* Exercise goal
Sift the material for lines containing "RunConfig", and return them.
──────── Data for the task ────────
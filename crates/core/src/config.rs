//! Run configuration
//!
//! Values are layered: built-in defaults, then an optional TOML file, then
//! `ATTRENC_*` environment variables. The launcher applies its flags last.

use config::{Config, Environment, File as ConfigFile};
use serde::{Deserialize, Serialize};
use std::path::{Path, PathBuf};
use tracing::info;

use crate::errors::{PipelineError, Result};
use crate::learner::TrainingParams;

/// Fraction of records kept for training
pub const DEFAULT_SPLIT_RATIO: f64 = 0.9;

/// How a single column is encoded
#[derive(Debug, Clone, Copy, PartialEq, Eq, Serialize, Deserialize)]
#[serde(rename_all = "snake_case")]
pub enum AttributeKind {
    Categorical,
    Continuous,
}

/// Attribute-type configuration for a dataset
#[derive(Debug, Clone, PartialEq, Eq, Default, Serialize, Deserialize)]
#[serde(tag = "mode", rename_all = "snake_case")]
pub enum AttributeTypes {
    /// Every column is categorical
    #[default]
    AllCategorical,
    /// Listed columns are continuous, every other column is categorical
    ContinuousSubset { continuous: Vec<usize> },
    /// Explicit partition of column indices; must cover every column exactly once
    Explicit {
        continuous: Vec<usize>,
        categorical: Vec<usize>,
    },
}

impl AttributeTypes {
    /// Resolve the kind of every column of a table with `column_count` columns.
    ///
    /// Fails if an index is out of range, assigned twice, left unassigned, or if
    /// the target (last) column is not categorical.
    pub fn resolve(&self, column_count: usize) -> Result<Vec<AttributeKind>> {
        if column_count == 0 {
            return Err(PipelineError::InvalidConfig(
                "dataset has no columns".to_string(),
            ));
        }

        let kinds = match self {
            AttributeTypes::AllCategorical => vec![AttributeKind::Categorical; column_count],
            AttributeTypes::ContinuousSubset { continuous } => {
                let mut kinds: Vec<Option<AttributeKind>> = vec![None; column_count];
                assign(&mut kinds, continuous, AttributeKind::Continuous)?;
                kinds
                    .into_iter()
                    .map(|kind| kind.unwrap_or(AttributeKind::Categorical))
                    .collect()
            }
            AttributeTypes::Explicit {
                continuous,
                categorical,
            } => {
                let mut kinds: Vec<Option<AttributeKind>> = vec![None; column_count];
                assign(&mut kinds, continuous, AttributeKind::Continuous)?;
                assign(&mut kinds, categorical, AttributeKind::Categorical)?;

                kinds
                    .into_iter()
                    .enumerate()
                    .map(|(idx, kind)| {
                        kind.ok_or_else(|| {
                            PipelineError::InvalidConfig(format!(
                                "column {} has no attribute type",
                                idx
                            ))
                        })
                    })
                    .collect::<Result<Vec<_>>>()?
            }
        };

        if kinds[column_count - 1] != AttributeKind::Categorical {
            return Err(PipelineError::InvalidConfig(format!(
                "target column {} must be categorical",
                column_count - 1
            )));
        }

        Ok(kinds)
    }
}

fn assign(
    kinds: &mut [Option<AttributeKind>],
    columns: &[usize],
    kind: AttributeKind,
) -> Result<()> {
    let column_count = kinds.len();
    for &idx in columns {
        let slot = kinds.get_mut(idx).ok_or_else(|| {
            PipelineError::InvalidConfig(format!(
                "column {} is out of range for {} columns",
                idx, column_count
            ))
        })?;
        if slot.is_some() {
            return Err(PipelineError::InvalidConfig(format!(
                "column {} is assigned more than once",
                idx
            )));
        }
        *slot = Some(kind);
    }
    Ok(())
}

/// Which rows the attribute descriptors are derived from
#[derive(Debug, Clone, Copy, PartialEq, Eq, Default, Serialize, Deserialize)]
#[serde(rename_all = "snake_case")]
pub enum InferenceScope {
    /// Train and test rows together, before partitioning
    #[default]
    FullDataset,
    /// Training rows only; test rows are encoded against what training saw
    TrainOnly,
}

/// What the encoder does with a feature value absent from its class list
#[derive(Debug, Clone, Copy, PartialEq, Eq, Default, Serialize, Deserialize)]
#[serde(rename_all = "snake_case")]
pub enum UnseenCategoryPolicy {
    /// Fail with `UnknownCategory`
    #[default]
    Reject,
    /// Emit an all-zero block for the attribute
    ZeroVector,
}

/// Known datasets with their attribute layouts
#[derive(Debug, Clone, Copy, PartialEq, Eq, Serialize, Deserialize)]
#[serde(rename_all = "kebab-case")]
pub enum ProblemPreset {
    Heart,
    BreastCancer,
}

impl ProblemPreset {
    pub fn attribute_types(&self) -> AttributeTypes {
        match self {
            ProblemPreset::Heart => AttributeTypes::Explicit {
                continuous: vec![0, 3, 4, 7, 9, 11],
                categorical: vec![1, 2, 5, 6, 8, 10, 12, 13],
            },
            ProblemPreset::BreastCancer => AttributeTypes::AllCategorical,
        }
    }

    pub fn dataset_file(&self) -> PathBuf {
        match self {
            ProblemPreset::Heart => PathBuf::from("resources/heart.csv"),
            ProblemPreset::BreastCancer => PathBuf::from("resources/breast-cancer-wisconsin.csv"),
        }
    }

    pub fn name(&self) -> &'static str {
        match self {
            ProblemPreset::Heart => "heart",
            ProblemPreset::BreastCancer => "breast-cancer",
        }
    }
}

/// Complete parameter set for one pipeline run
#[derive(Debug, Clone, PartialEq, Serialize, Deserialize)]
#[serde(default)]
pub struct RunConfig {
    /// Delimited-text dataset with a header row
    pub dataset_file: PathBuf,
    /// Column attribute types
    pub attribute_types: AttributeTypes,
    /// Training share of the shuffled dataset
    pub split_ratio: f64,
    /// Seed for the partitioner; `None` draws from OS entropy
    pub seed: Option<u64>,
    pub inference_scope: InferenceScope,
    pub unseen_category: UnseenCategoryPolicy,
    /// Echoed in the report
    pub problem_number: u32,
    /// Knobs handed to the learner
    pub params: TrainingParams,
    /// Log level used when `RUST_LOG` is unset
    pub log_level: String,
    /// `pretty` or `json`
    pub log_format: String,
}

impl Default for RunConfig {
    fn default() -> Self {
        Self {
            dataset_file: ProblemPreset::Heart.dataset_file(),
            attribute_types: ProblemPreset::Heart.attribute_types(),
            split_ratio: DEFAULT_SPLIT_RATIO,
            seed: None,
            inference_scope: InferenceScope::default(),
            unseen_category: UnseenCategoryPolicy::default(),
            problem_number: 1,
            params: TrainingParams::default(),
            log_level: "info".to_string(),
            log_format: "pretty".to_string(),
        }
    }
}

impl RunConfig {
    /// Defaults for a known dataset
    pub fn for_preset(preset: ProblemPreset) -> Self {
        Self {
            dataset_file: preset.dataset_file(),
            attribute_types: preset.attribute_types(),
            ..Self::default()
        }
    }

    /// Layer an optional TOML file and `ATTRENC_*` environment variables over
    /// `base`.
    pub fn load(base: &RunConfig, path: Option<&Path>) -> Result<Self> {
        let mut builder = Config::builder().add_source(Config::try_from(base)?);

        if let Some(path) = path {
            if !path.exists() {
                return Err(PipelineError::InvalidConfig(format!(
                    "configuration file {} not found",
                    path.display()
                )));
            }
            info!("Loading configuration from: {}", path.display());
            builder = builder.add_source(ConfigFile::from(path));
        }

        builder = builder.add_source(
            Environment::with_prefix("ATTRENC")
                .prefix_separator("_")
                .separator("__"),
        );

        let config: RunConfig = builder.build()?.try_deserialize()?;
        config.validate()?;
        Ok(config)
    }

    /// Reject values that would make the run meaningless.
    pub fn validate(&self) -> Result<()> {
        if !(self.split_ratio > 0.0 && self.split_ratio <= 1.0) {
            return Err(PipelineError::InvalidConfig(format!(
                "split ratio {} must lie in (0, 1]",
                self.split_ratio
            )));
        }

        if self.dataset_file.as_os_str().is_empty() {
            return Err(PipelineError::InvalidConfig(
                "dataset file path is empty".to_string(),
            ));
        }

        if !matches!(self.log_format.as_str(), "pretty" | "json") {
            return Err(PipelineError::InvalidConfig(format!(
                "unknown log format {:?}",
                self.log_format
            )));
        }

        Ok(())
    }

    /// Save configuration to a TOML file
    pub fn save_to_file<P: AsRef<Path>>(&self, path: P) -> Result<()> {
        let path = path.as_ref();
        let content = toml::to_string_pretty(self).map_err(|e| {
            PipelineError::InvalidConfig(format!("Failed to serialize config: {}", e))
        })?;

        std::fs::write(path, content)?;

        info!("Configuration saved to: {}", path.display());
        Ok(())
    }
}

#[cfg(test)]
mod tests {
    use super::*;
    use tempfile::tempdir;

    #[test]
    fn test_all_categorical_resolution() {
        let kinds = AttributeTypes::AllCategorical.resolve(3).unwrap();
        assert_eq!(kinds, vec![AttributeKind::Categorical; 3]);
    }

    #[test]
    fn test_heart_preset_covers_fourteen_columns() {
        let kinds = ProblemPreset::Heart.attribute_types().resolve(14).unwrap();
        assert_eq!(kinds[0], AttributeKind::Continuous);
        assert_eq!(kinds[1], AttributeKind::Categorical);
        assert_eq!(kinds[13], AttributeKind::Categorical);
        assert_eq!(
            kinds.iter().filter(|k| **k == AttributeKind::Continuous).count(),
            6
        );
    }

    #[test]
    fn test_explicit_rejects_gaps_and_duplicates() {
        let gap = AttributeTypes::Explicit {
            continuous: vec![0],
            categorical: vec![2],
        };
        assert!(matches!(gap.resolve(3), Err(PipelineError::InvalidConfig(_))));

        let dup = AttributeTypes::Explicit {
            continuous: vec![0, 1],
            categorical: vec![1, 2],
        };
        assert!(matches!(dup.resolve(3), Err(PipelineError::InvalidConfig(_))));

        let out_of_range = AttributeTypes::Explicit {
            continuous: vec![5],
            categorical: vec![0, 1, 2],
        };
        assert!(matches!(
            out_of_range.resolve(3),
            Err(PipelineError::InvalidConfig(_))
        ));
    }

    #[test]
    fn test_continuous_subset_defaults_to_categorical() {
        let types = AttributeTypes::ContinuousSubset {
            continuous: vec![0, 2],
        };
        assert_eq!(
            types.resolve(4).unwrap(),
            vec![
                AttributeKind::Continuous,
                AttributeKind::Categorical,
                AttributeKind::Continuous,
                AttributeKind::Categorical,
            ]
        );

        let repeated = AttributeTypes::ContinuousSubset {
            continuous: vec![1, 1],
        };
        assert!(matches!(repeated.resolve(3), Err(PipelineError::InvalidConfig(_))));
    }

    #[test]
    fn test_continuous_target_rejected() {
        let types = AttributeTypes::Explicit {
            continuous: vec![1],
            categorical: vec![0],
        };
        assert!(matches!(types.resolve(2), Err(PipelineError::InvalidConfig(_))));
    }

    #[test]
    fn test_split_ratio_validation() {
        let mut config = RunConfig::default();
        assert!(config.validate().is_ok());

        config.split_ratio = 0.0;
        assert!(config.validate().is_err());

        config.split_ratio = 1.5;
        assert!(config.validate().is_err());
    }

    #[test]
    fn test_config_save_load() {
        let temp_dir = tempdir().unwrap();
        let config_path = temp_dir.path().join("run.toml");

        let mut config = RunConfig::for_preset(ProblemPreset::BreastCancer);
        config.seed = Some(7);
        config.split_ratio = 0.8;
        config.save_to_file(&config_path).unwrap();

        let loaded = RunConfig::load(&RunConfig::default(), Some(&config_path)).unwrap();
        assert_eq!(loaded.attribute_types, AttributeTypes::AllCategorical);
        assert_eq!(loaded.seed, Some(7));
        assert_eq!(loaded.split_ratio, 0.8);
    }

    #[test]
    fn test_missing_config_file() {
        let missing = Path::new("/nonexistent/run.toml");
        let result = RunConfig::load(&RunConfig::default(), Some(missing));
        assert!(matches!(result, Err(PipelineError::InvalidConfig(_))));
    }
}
────────
* Exercise solution
pub struct RunConfig {
impl Default for RunConfig {
impl RunConfig {
    pub fn load(base: &RunConfig, path: Option<&Path>) -> Result<Self> {
        let config: RunConfig = builder.build()?.try_deserialize()?;
        let mut config = RunConfig::default();
        let mut config = RunConfig::for_preset(ProblemPreset::BreastCancer);
        let loaded = RunConfig::load(&RunConfig::default(), Some(&config_path)).unwrap();
        let result = RunConfig::load(&RunConfig::default(), Some(missing));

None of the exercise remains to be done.